The exterior's appearance is basic information that is pretty essential to our booking decision. If it is missing, then before booking I email the host to ask for a nearby landmark so I can check out the neighborhood online. For security reasons, the hosts very sensibly won't usually give out the actual address of the property until after a booking is made, but they are almost always willing to give you the name of a nearby street corner so that you can get an idea of what kind of neighborhood your family will be visiting.

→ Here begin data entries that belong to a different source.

//! Prism Core - Embeddable raster image processing engine.
//!
//! Prism takes encoded images as input and produces re-encoded images:
//! resized, converted, smart-cropped (optionally into a circle or oval) and
//! filtered. Batches run with bounded concurrency and can be packaged into a
//! ZIP archive.
//!
//! # Architecture
//!
//! ```text
//! Bytes → Validate → Decode → [Resize | Crop | Filter]* → Encode → Bytes
//!                                   ↑
//!                         Subject detector (optional)
//! ```
//!
//! # Usage
//!
//! ```rust,ignore
//! use prism_core::{Config, Operation, Prism, ProcessOptions, ResizeOptions};
//!
//! let prism = Prism::new(Config::load()?);
//! let options = ProcessOptions {
//!     operations: vec![Operation::Resize(ResizeOptions::percent(50.0))],
//!     ..ProcessOptions::default()
//! };
//! let output = prism.process_path("./photo.jpg".as_ref(), &options)?;
//! std::fs::write(&output.output_name, &output.encoded.bytes)?;
//! ```

pub mod batch;
pub mod config;
pub mod crop;
pub mod detect;
pub mod error;
pub mod filter;
pub mod geometry;
pub mod math;
pub mod output;
pub mod pipeline;

pub use batch::{BatchJob, BatchRunner, BatchSummary, CancelToken, ItemStatus, ProgressSink, SourceRef};
pub use config::Config;
pub use crop::{AspectRatio, CropArea, CropShape, SmartCropResult};
pub use detect::{DetectedSubject, SubjectDetector};
pub use error::{ConfigError, PrismError, ProcessError, ProcessResult, Result};
pub use filter::{ArtisticEffect, FilterConfig, FilterRequest};
pub use geometry::{ResizeOptions, ResizeQuality};
pub use output::{BatchReport, ReportFormat, ReportWriter};
pub use pipeline::{
    DiscoveredFile, EncodeOptions, ImageProcessor, Operation, OutputFormat, ProcessOptions, ProcessedOutput,
};

use std::path::{Path, PathBuf};
use std::sync::Arc;

/// Library version.
pub const VERSION: &str = env!("CARGO_PKG_VERSION");

/// Prism engine - the main entry point.
///
/// Owns the configuration and a shared [`ImageProcessor`]. Cheap to clone
/// handles out of: the processor is behind an `Arc` so batch runners can share it.
pub struct Prism {
    config: Config,
    processor: Arc<ImageProcessor>,
}

impl Prism {
    /// Create an engine, loading the configured subject detector.
    pub fn new(config: Config) -> Self {
        tracing::debug!("Initializing Prism v{}", VERSION);
        let processor = Arc::new(ImageProcessor::new(&config));
        Self { config, processor }
    }

    /// Create an engine with an explicit detector.
    pub fn with_detector(config: Config, detector: Arc<dyn SubjectDetector>) -> Self {
        let processor = Arc::new(ImageProcessor::with_detector(&config, detector));
        Self { config, processor }
    }

    /// Create an engine from the config file at the default location.
    pub fn with_defaults() -> Result<Self> {
        Ok(Self::new(Config::load()?))
    }

    pub fn config(&self) -> &Config {
        &self.config
    }

    pub fn processor(&self) -> &Arc<ImageProcessor> {
        &self.processor
    }

    /// Batch runner sharing this engine's processor.
    pub fn runner(&self) -> BatchRunner {
        BatchRunner::new(Arc::clone(&self.processor), &self.config.batch)
    }

    /// Process one file.
    pub fn process_path(&self, path: &Path, options: &ProcessOptions) -> ProcessResult<ProcessedOutput> {
        self.processor.process_path(path, options)
    }

    /// Process in-memory bytes.
    pub fn process_bytes(&self, name: &str, bytes: &[u8], options: &ProcessOptions) -> ProcessResult<ProcessedOutput> {
        self.processor.process_bytes(name, bytes, options)
    }

    /// Build a batch from every supported file under `path`.
    pub fn discover_job(&self, path: &Path) -> BatchJob {
        self.discover_job_excluding(path, &[])
    }

    /// Build a batch from `path`, leaving out the `excluded` directories.
    pub fn discover_job_excluding(&self, path: &Path, excluded: &[PathBuf]) -> BatchJob {
        let files = self.processor.discover_excluding(path, excluded);
        tracing::debug!(
            "Discovered {} file(s), {} bytes total",
            files.len(),
            pipeline::FileDiscovery::total_size(&files)
        );
        BatchJob::new(files.into_iter().map(|f| f.path))
    }
}

#[cfg(test)]
mod tests {
    use super::*;
    use crate::batch::NoProgress;
    use crate::detect::NullDetector;
    use image::{DynamicImage, ImageFormat, Rgb, RgbImage};
    use std::io::Cursor;

    fn png(width: u32, height: u32) -> Vec<u8> {
        let img = RgbImage::from_pixel(width, height, Rgb([40, 120, 200]));
        let mut buf = Cursor::new(Vec::new());
        DynamicImage::ImageRgb8(img)
            .write_to(&mut buf, ImageFormat::Png)
            .unwrap();
        buf.into_inner()
    }

    fn engine() -> Prism {
        Prism::with_detector(Config::default(), Arc::new(NullDetector))
    }

    #[test]
    fn test_version() {
        assert!(!VERSION.is_empty());
    }

    #[test]
    fn test_prism_process_bytes() {
        let options = ProcessOptions {
            operations: vec![Operation::Resize(ResizeOptions::percent(50.0))],
            ..ProcessOptions::default()
        };
        let output = engine().process_bytes("tile.png", &png(40, 20), &options).unwrap();
        assert_eq!((output.encoded.width, output.encoded.height), (20, 10));
        assert_eq!(output.output_name, "tile_resized.png");
    }

    #[tokio::test]
    async fn test_prism_runner_shares_processor() {
        let prism = engine();
        assert_eq!(prism.runner().max_in_flight(), prism.config().batch.max_in_flight);

        let mut job = BatchJob::new(vec![
            SourceRef::memory("a.png", png(8, 8)),
            SourceRef::memory("b.png", png(8, 8)),
        ]);
        let summary = prism
            .runner()
            .run(&mut job, &ProcessOptions::default(), &NoProgress, &CancelToken::new())
            .await;
        assert_eq!(summary.succeeded, 2);
        assert_eq!(job.progress(), 100.0);
    }

    #[test]
    fn test_discover_job() {
        let dir = tempfile::tempdir().unwrap();
        std::fs::write(dir.path().join("one.png"), png(4, 4)).unwrap();
        std::fs::write(dir.path().join("notes.txt"), b"skip").unwrap();
        let job = engine().discover_job(dir.path());
        assert_eq!(job.len(), 1);
        assert_eq!(job.items()[0].name(), "one.png");
    }
}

#7: Beware of Stock Photos
I always think it's a little weird, a little off, when I see a rental that chooses to advertise itself with random pictures pulled from the internet, along with a few pics of the actual rental mixed in. I've seen hundreds of home and apartment listings where the pictures go like this:
  • Here's the living room
  • Here's the master bedroom
  • Here's a copy of a travel agency photo of strangers walking on the nearby beach at sunset 
  • Here's the kitchen
  • Here's a copy of a small, blurry picture of some dude parasailing five years ago
  • Here's the bathroom
  • Here's a copy of a random pic from the internet showing people enjoying nightlife nearby
  • Here's the second bedroom

To me those ads just don't seem credible, or reliable. If the beach is really that close and that fantastic, the host should be able to grab some decent, original pics of it on the same camera that took the interior shots.

Where to stay with a big family on vacation at the beach
A pic like this really doesn't belong in an apartment rental listing,
because...that's the ocean, not the apartment.
Image may be subject to copyright of original owner.
Cramming the photos in the listing with fluff pulled from tourism shots from the internet seems like a means of distracting renters from what the rental itself is actually like. Visitors already know why they are visiting that town, so there's no reason for a host to try to sell rentals with photos referring to nearby attractions. It just doesn't make sense, and for us it's often a red flag about the quality of the apartment or home, especially when there are several competitors nearby and only one of them uses up half its maximum photo space with pictures of things that don't even pertain to the actual rental.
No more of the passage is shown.